=== Begin Enclosure ===

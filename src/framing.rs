//! # 长度帧模块
//!
//! 原始的嵌入方式不记录载荷长度，提取时只能解码整个缓冲区。
//! 本模块在载荷之前写入一个 `u64` 大端序长度前缀，使提取结果恰好等于原始载荷。

use crate::constants::LENGTH_PREFIX_BYTES;
use crate::error::{Result, StegError};
use crate::steganography::{capacity_bits, embed, extract};

/// 在给定位宽下，扣除长度前缀后还能容纳的载荷字节数。
pub fn framed_capacity_bytes(sample_count: usize, bit_width: u8) -> Result<usize> {
    let bytes = capacity_bits(sample_count, bit_width)? / 8;
    Ok(bytes.saturating_sub(LENGTH_PREFIX_BYTES))
}

/// 先嵌入长度前缀，再嵌入载荷。
///
/// # Errors
///
/// 与 [`embed`] 相同；`PayloadTooLarge` 中的位数包含了前缀。
pub fn embed_framed(samples: &[u8], payload: &[u8], bit_width: u8) -> Result<Vec<u8>> {
    let mut frame = Vec::with_capacity(LENGTH_PREFIX_BYTES + payload.len());
    frame.extend_from_slice(&(payload.len() as u64).to_be_bytes());
    frame.extend_from_slice(payload);

    embed(samples, &frame, bit_width)
}

/// 读取长度前缀，并返回恰好该长度的载荷。
///
/// # Errors
///
/// * 位宽非法时返回 [`StegError::InvalidParameter`]。
/// * 缓冲区放不下前缀，或前缀声明的长度超出可解码的字节数时，
///   返回 [`StegError::InvalidLength`]。未嵌入过数据的图像通常会落入这种情况。
pub fn extract_framed(samples: &[u8], bit_width: u8) -> Result<Vec<u8>> {
    let mut decoded = extract(samples, bit_width)?;

    let Some((prefix, body)) = decoded.split_first_chunk::<LENGTH_PREFIX_BYTES>() else {
        return Err(StegError::InvalidLength {
            declared: 0,
            available: decoded.len(),
        });
    };

    let declared = u64::from_be_bytes(*prefix);
    let available = body.len();
    let len = usize::try_from(declared)
        .ok()
        .filter(|&len| len <= available)
        .ok_or(StegError::InvalidLength {
            declared,
            available,
        })?;

    decoded.truncate(LENGTH_PREFIX_BYTES + len);
    decoded.drain(..LENGTH_PREFIX_BYTES);
    Ok(decoded)
}
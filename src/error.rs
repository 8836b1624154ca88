//! # 错误类型模块
//!
//! 隐写核心只会产生少数几种错误，全部以 `StegError` 显式返回，绝不静默截断。

use thiserror::Error;

/// 隐写编解码过程中可能出现的错误。
#[derive(Error, Debug, Clone, PartialEq, Eq)]
pub enum StegError {
    /// 位宽不在 `1..=7` 范围内。
    #[error("invalid bit width {bit_width}: must be between 1 and 7")]
    InvalidParameter { bit_width: u8 },

    /// 载荷的位数超过了载体在该位宽下的容量。
    #[error("payload too large: needs {needed_bits} bits but only {capacity_bits} bits are available")]
    PayloadTooLarge {
        needed_bits: usize,
        capacity_bits: usize,
    },

    /// 长度前缀缺失，或声明的长度超出了可解码的字节数。
    #[error("invalid length prefix: declares {declared} bytes but only {available} bytes can be decoded")]
    InvalidLength { declared: u64, available: usize },
}

pub type Result<T> = std::result::Result<T, StegError>;
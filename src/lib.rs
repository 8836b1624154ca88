//! # lsb_codec 库
//!
//! 本库包含多位 LSB 隐写工具的核心逻辑。
//!
//! 核心只有三个纯函数：[`capacity_bits`]、[`embed`] 和 [`extract`]，
//! 它们只处理扁平的字节采样序列，对图像的宽高与通道一无所知。
//! 载体必须以无损格式保存，否则隐藏的数据会被破坏。
//!
//! ```
//! use lsb_codec::{embed, extract};
//!
//! let cover = [255, 0, 240, 255, 0, 240, 255, 0];
//! let stego = embed(&cover, &[0x01], 1).unwrap();
//! assert_eq!(stego, [254, 0, 240, 254, 0, 240, 254, 1]);
//! assert_eq!(extract(&stego, 1).unwrap(), [0x01]);
//! ```

// 声明库包含的所有模块。

pub mod bits;
pub mod carrier;
pub mod cli;
pub mod constants;
pub mod error;
pub mod framing;
pub mod handler;
pub mod steganography;

pub use error::{Result, StegError};
pub use framing::{embed_framed, extract_framed, framed_capacity_bytes};
pub use steganography::{BitWidth, capacity_bits, embed, extract};
use clap::Parser;
use env_logger::{Builder, Env};
use log::LevelFilter;
use std::io::Write;

use lsb_codec::{
    cli::{Cli, Commands},
    handler::{handle_capacity, handle_hide, handle_recover},
};

/// 初始化日志：默认只输出警告，`-v` 提升到 info，`-vv` 提升到 debug。
/// 设置了 `RUST_LOG` 时以环境变量为准。
fn init_logger(verbose: u8) {
    let level = match verbose {
        0 => LevelFilter::Warn,
        1 => LevelFilter::Info,
        _ => LevelFilter::Debug,
    };

    let mut builder = Builder::new();
    builder
        .format(|buf, record| writeln!(buf, "[{}] {}", record.level(), record.args()))
        .filter_level(level)
        .parse_env(Env::default());
    builder.init();
}

/// 程序的主入口点
///
/// 负责解析命令行参数，并根据指定的子命令（`hide`、`recover` 或 `capacity`）
/// 将执行分派到相应的处理函数
fn main() -> anyhow::Result<()> {
    // 解析命令行参数
    let cli = Cli::parse();
    init_logger(cli.verbose);

    // 根据子命令调用相应的处理函数
    match cli.command {
        Commands::Hide(args) => handle_hide(args),
        Commands::Recover(args) => handle_recover(args),
        Commands::Capacity(args) => handle_capacity(args),
    }
}
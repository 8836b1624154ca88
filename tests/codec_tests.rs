use lsb_codec::{
    BitWidth, StegError, bits::BitGroups, bits::regroup, capacity_bits, embed, embed_framed,
    extract, extract_framed, framed_capacity_bytes,
};
use rand::{Rng, RngCore};

/// 生成指定长度的随机字节
fn random_bytes(len: usize) -> Vec<u8> {
    let mut bytes = vec![0u8; len];
    rand::rng().fill_bytes(&mut bytes);
    bytes
}

/// 恰好容纳 `payload_len` 字节所需的最少采样数
fn samples_needed(payload_len: usize, bit_width: u8) -> usize {
    (payload_len * 8).div_ceil(bit_width as usize)
}

/// 验证文档中的具体场景
#[test]
fn test_concrete_single_bit_scenario() {
    let cover = [255, 0, 240, 255, 0, 240, 255, 0];

    let stego = embed(&cover, &[0b0000_0001], 1).unwrap();
    assert_eq!(stego, [254, 0, 240, 254, 0, 240, 254, 1]);

    let recovered = extract(&stego, 1).unwrap();
    assert_eq!(recovered, [0x01]);
}

/// 验证载荷按字节高位优先展开，组内高位先写
#[test]
fn test_msb_first_grouping() {
    // 0x41 = 0100_0001，按 3 位一组：010, 000, 01(0)
    let groups: Vec<u8> = BitGroups::new(&[0x41], 3).collect();
    assert_eq!(groups, [0b010, 0b000, 0b010]);

    let stego = embed(&[0xFF; 3], &[0x41], 3).unwrap();
    assert_eq!(stego, [0b1111_1010, 0b1111_1000, 0b1111_1010]);
}

/// 验证所有合法位宽下的往返一致性
#[test]
fn test_round_trip_all_widths() {
    let mut rng = rand::rng();

    for bit_width in 1..=7u8 {
        for _ in 0..20 {
            let payload = random_bytes(rng.random_range(0..64));
            let extra = rng.random_range(0..32);
            let cover = random_bytes(samples_needed(payload.len(), bit_width) + extra);

            let stego = embed(&cover, &payload, bit_width).unwrap();
            assert_eq!(stego.len(), cover.len());

            let recovered = extract(&stego, bit_width).unwrap();
            assert!(recovered.len() >= payload.len());
            assert_eq!(
                &recovered[..payload.len()],
                &payload[..],
                "round trip failed at bit width {bit_width}"
            );
        }
    }
}

/// 验证容量边界：恰好相等时成功，多一位即失败
#[test]
fn test_capacity_boundary() {
    // 3 个字节 = 24 位，位宽 3 时恰好需要 8 个采样
    let payload = b"abc";
    let exact = vec![0x5A; 8];
    assert_eq!(capacity_bits(exact.len(), 3).unwrap(), 24);
    assert!(embed(&exact, payload, 3).is_ok());

    // 24 位在位宽 5 下需要 4.8 个采样：5 个采样 = 25 位，4 个采样 = 20 位
    assert!(embed(&[0; 5], payload, 5).is_ok());
    assert_eq!(
        embed(&[0; 4], payload, 5),
        Err(StegError::PayloadTooLarge {
            needed_bits: 24,
            capacity_bits: 20
        })
    );

    // 位宽 1 时 23 个采样只差一位
    assert_eq!(
        embed(&[0; 23], payload, 1),
        Err(StegError::PayloadTooLarge {
            needed_bits: 24,
            capacity_bits: 23
        })
    );
}

/// 验证每个采样的高位都不会被改动
#[test]
fn test_high_bits_preserved() {
    let cover = random_bytes(512);
    let payload = random_bytes(100);

    for bit_width in 1..=7u8 {
        let stego = embed(&cover, &payload, bit_width).unwrap();
        let keep = 0xFFu8 << bit_width;

        for (i, (&before, &after)) in cover.iter().zip(&stego).enumerate() {
            assert_eq!(
                before & keep,
                after & keep,
                "high bits changed at sample {i} (bit width {bit_width})"
            );
        }
    }
}

/// 验证未使用的采样保持原样，且调用方的缓冲区不被修改
#[test]
fn test_unused_samples_untouched() {
    let cover = random_bytes(64);
    let snapshot = cover.clone();

    let stego = embed(&cover, b"hi", 2).unwrap();

    assert_eq!(cover, snapshot);
    assert_eq!(&stego[8..], &cover[8..]);
}

/// 验证空载荷时原样返回
#[test]
fn test_empty_payload_is_identity() {
    for bit_width in 1..=7u8 {
        let cover = random_bytes(37);
        assert_eq!(embed(&cover, &[], bit_width).unwrap(), cover);
    }
    assert_eq!(embed(&[], &[], 4).unwrap(), Vec::<u8>::new());
}

/// 验证非法位宽在所有操作中都被拒绝
#[test]
fn test_invalid_bit_width_rejected() {
    for bit_width in [0u8, 8, 9, 255] {
        let expected = StegError::InvalidParameter { bit_width };

        assert_eq!(capacity_bits(100, bit_width), Err(expected.clone()));
        assert_eq!(embed(&[0; 100], b"x", bit_width), Err(expected.clone()));
        assert_eq!(embed(&[], &[], bit_width), Err(expected.clone()));
        assert_eq!(extract(&[0; 100], bit_width), Err(expected.clone()));
        assert_eq!(BitWidth::new(bit_width), Err(expected.clone()));
        assert_eq!(framed_capacity_bytes(100, bit_width), Err(expected.clone()));
        assert_eq!(embed_framed(&[0; 100], b"x", bit_width), Err(expected.clone()));
        assert_eq!(extract_framed(&[0; 100], bit_width), Err(expected));
    }
}

/// 验证位宽的掩码
#[test]
fn test_bit_width_masks() {
    let width = BitWidth::try_from(3).unwrap();
    assert_eq!(width.get(), 3);
    assert_eq!(width.keep_mask(), 0b1111_1000);
    assert_eq!(width.data_mask(), 0b0000_0111);

    let widest = BitWidth::new(7).unwrap();
    assert_eq!(widest.keep_mask(), 0b1000_0000);
}

/// 验证提取时丢弃末尾不足一个字节的位
#[test]
fn test_extract_discards_partial_byte() {
    // 11 个采样 × 3 位 = 33 位，只能得到 4 个完整字节
    assert_eq!(extract(&[0xFF; 11], 3).unwrap(), [0xFF; 4]);
    assert_eq!(extract(&[0xFF; 7], 1).unwrap(), Vec::<u8>::new());
    assert!(regroup([1, 1, 1], 2).is_empty());
    assert_eq!(regroup([1, 1, 1, 1, 3], 2), [0b0101_0101]);
}

/// 验证位组迭代器报告的长度
#[test]
fn test_bit_groups_len() {
    assert_eq!(BitGroups::new(&[0; 3], 5).len(), 5);
    assert_eq!(BitGroups::new(&[0; 3], 5).count(), 5);
    assert_eq!(BitGroups::new(&[], 2).count(), 0);
}

/// 验证带长度前缀的往返，提取结果恰好等于载荷
#[test]
fn test_framed_round_trip() {
    let cover = random_bytes(4096);

    for bit_width in 1..=7u8 {
        let payload = random_bytes(framed_capacity_bytes(cover.len(), bit_width).unwrap().min(200));
        let stego = embed_framed(&cover, &payload, bit_width).unwrap();
        assert_eq!(extract_framed(&stego, bit_width).unwrap(), payload);
    }

    let stego = embed_framed(&cover, &[], 2).unwrap();
    assert_eq!(extract_framed(&stego, 2).unwrap(), Vec::<u8>::new());
}

/// 验证带长度前缀时的容量计算包含前缀
#[test]
fn test_framed_capacity() {
    // 100 个采样 × 2 位 = 25 字节，扣除 8 字节前缀后剩 17 字节
    assert_eq!(framed_capacity_bytes(100, 2).unwrap(), 17);
    assert_eq!(framed_capacity_bytes(10, 1).unwrap(), 0);

    let cover = vec![0u8; 100];
    assert!(embed_framed(&cover, &[7; 17], 2).is_ok());
    assert_eq!(
        embed_framed(&cover, &[7; 18], 2),
        Err(StegError::PayloadTooLarge {
            needed_bits: 208,
            capacity_bits: 200
        })
    );
}

/// 验证无效的长度前缀会被识别
#[test]
fn test_framed_invalid_length() {
    // 全 1 的低位会解码出一个巨大的长度
    assert!(matches!(
        extract_framed(&[0xFF; 256], 1),
        Err(StegError::InvalidLength { available: 24, .. })
    ));

    // 放不下前缀
    assert_eq!(
        extract_framed(&[0; 10], 1),
        Err(StegError::InvalidLength {
            declared: 0,
            available: 1
        })
    );
}

fn assert_send_sync<T: Send + Sync>() {}

/// 验证公开类型可以跨线程使用
#[test]
fn test_public_types_are_send_sync() {
    assert_send_sync::<BitWidth>();
    assert_send_sync::<StegError>();
    assert_send_sync::<lsb_codec::carrier::Carrier>();

    let cover = random_bytes(256);
    let handles: Vec<_> = (1..=7u8)
        .map(|bit_width| {
            let cover = cover.clone();
            std::thread::spawn(move || {
                let stego = embed(&cover, b"threads", bit_width).unwrap();
                extract(&stego, bit_width).unwrap()
            })
        })
        .collect();

    for handle in handles {
        assert_eq!(&handle.join().unwrap()[..7], b"threads");
    }
}
pub mod command;
pub mod config;
pub mod render;
pub mod session;

pub use command::{Command, HELP};
pub use config::{Config, ConfigError};
pub use render::render;
pub use session::GameSession;
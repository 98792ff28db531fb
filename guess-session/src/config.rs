use guess_core::{DEFAULT_COOLDOWN, DEFAULT_NOTIFICATION_TTL, RoundTimings};
use std::env;
use std::time::Duration;
use thiserror::Error;

pub const COOLDOWN_MS_VAR: &str = "UNDER_OVER_COOLDOWN_MS";
pub const NOTIFICATION_MS_VAR: &str = "UNDER_OVER_NOTIFICATION_MS";

#[derive(Debug, Error, PartialEq, Eq)]
pub enum ConfigError {
    #[error("invalid value for {key}: {value:?} (expected milliseconds)")]
    InvalidMillis { key: String, value: String },
}

#[derive(Debug, Clone, PartialEq, Eq)]
pub struct Config {
    pub cooldown_ms: u64,
    pub notification_ms: u64,
}

impl Config {
    pub fn from_env() -> Result<Self, ConfigError> {
        Self::from_lookup(|key| env::var(key).ok())
    }

    /// Builds a config from any key lookup, falling back to defaults for
    /// missing keys.
    pub fn from_lookup(lookup: impl Fn(&str) -> Option<String>) -> Result<Self, ConfigError> {
        Ok(Self {
            cooldown_ms: read_millis(&lookup, COOLDOWN_MS_VAR, DEFAULT_COOLDOWN)?,
            notification_ms: read_millis(&lookup, NOTIFICATION_MS_VAR, DEFAULT_NOTIFICATION_TTL)?,
        })
    }

    pub fn timings(&self) -> RoundTimings {
        RoundTimings::new(
            Duration::from_millis(self.cooldown_ms),
            Duration::from_millis(self.notification_ms),
        )
    }
}

impl Default for Config {
    fn default() -> Self {
        Self {
            cooldown_ms: DEFAULT_COOLDOWN.as_millis() as u64,
            notification_ms: DEFAULT_NOTIFICATION_TTL.as_millis() as u64,
        }
    }
}

fn read_millis(
    lookup: &impl Fn(&str) -> Option<String>,
    key: &str,
    default: Duration,
) -> Result<u64, ConfigError> {
    match lookup(key) {
        Some(value) => value
            .trim()
            .parse()
            .map_err(|_| ConfigError::InvalidMillis {
                key: key.to_string(),
                value,
            }),
        None => Ok(default.as_millis() as u64),
    }
}
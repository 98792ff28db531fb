use serde::{Deserialize, Serialize};
use thiserror::Error;
use ts_rs::TS;

#[derive(Debug, Clone, PartialEq, Eq, Error, Serialize, Deserialize, TS)]
#[ts(export)]
pub enum GuessError {
    #[error("threshold {threshold} is outside 1..=100")]
    ThresholdOutOfRange { threshold: u32 },
    #[error("unknown guess mode: {value}")]
    InvalidMode { value: String },
    #[error("unknown command: {input}")]
    UnknownCommand { input: String },
}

=== End Enclosure ===

Task item - Where does the string "body" appear in the records above? Show every line that holds it.

Solution to this task -
    let Some((prefix, body)) = decoded.split_first_chunk::<LENGTH_PREFIX_BYTES>() else {
    let available = body.len();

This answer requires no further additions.